Déjà l’un des infirmiers, celui qui ne portait pas le parapluie, s’approchait pour m’attraper. J’ai à peine eu le temps de percher mon Solex sur sa béquille. Je me suis senti soulevé de terre, sac à dos compris, oui, oui, riez, ne vous gênez pas, pédalant dans le vide j’aurais pu donner des coups de tatane à l’adversaire mais ça m’a paru contreproductif, alors je leur ai joué ma grande scène larmoyante. Je me suis mis à implorer leur pitié, disant entre hoquets et sanglots que je n’avais pas fait toute cette route pour rien et que je ne repartirais pas sans avoir revu l’amour de ma vie, à qui ces retrouvailles pouvaient apporter joie et sérénité. J’avais conscience de jouer quitte ou double, et ça m’a galvanisé.
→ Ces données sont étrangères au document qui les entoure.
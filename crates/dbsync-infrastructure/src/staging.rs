//! Local staging of downloaded artifacts.
//!
//! A downloaded dump is validated by reading it end to end (through gzip
//! when compressed) and split at its section markers into one file per
//! component. A dump without markers is kept whole as table data.

use dbsync_core::artifact::{ArtifactManifest, parse_section_marker};
use dbsync_core::error::TransferError;
use dbsync_core::plan::restore::StagedArtifact;
use dbsync_core::selection::{Component, Compression};
use dbsync_core::{Result, SyncError};
use flate2::read::MultiGzDecoder;
use std::collections::BTreeMap;
use std::fs::File;
use std::io::{BufRead, BufReader, BufWriter, Write};
use std::path::{Path, PathBuf};
use tempfile::TempDir;
use tracing::debug;

/// A private working directory, removed when dropped.
#[derive(Debug)]
pub struct StagingArea {
    dir: TempDir,
}

impl StagingArea {
    pub fn create(root: &Path) -> Result<Self> {
        std::fs::create_dir_all(root)?;
        let dir = tempfile::Builder::new().prefix("dbsync-").tempdir_in(root)?;
        debug!("[Staging] Created {}", dir.path().display());
        Ok(Self { dir })
    }

    pub fn path(&self) -> &Path {
        self.dir.path()
    }

    /// Where a downloaded artifact is written.
    pub fn download_path(&self, file_name: &str) -> PathBuf {
        self.dir.path().join(file_name)
    }

    /// Validates `local` and splits it into section files.
    pub async fn stage(&self, local: &Path, compression: Compression) -> Result<StagedArtifact> {
        let local = local.to_path_buf();
        let out_dir = self.dir.path().join("sections");
        tokio::task::spawn_blocking(move || stage_artifact(&local, compression, &out_dir))
            .await
            .map_err(|e| SyncError::io(format!("staging task failed: {e}")))?
    }
}

fn corrupt(path: &Path, message: impl Into<String>) -> SyncError {
    TransferError::Corrupt {
        path: path.display().to_string(),
        message: message.into(),
    }
    .into()
}

fn local(path: &Path, err: std::io::Error) -> SyncError {
    TransferError::Local {
        path: path.display().to_string(),
        message: err.to_string(),
    }
    .into()
}

struct SectionWriter {
    path: PathBuf,
    out: BufWriter<File>,
}

impl SectionWriter {
    fn create(path: PathBuf) -> Result<Self> {
        let file = File::create(&path).map_err(|e| local(&path, e))?;
        Ok(Self {
            out: BufWriter::new(file),
            path,
        })
    }

    fn write(&mut self, bytes: &[u8]) -> Result<()> {
        self.out.write_all(bytes).map_err(|e| local(&self.path, e))
    }

    fn finish(mut self) -> Result<()> {
        self.out.flush().map_err(|e| local(&self.path, e))
    }
}

/// Blocking: reads `local` once, writing `{component}.sql` files into `out_dir`.
pub fn stage_artifact(local_path: &Path, compression: Compression, out_dir: &Path) -> Result<StagedArtifact> {
    let file = File::open(local_path).map_err(|e| local(local_path, e))?;
    let size = file.metadata().map_err(|e| local(local_path, e))?.len();
    if size == 0 {
        return Err(corrupt(local_path, "artifact is empty"));
    }
    std::fs::create_dir_all(out_dir).map_err(|e| local(out_dir, e))?;

    let mut reader: Box<dyn BufRead> = match compression {
        Compression::Gzip => Box::new(BufReader::new(MultiGzDecoder::new(file))),
        Compression::Plain => Box::new(BufReader::new(file)),
    };

    let mut sections: BTreeMap<Component, PathBuf> = BTreeMap::new();
    let mut current: Option<SectionWriter> = None;
    let mut sectioned = false;
    let mut lines = 0u64;
    let mut line = Vec::new();

    loop {
        line.clear();
        let read = reader
            .read_until(b'\n', &mut line)
            .map_err(|e| corrupt(local_path, e.to_string()))?;
        if read == 0 {
            break;
        }
        lines += 1;

        let marker = std::str::from_utf8(&line).ok().and_then(parse_section_marker);
        if lines == 1 {
            sectioned = marker.is_some();
            if !sectioned {
                let path = out_dir.join(format!("{}.sql", Component::TableData));
                current = Some(SectionWriter::create(path.clone())?);
                sections.insert(Component::TableData, path);
            }
        }

        match marker.filter(|_| sectioned) {
            Some(component) => {
                if sections.contains_key(&component) {
                    return Err(corrupt(
                        local_path,
                        format!("section {component} appears more than once"),
                    ));
                }
                if let Some(previous) = current.take() {
                    previous.finish()?;
                }
                let path = out_dir.join(format!("{component}.sql"));
                current = Some(SectionWriter::create(path.clone())?);
                sections.insert(component, path);
            }
            None => {
                if let Some(writer) = current.as_mut() {
                    writer.write(&line)?;
                }
            }
        }
    }

    if let Some(writer) = current.take() {
        writer.finish()?;
    }
    if lines == 0 {
        return Err(corrupt(local_path, "artifact contains no data"));
    }

    let manifest = if sectioned {
        ArtifactManifest::sectioned(sections.keys().copied())
    } else {
        ArtifactManifest::unsectioned()
    };
    debug!(
        "[Staging] {} holds {:?}",
        local_path.display(),
        manifest.components()
    );
    Ok(StagedArtifact { manifest, sections })
}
En même temps, j’étais sincère.

Bref, quelques minutes plus tard j’étais assis dans le bureau du boss. Il ressemblait comme un frère à Pithois, le directeur du club d’arts martiaux dont peut-être vous avez gardé le souvenir. Ça n’annonçait rien de bon, mais autant pousser mon avantage, histoire d’abord et surtout de savoir si Paula était toujours chez eux, à supposer qu’elle y ait jamais été.

Je cherchais encore mes mots, quand je l’ai vue.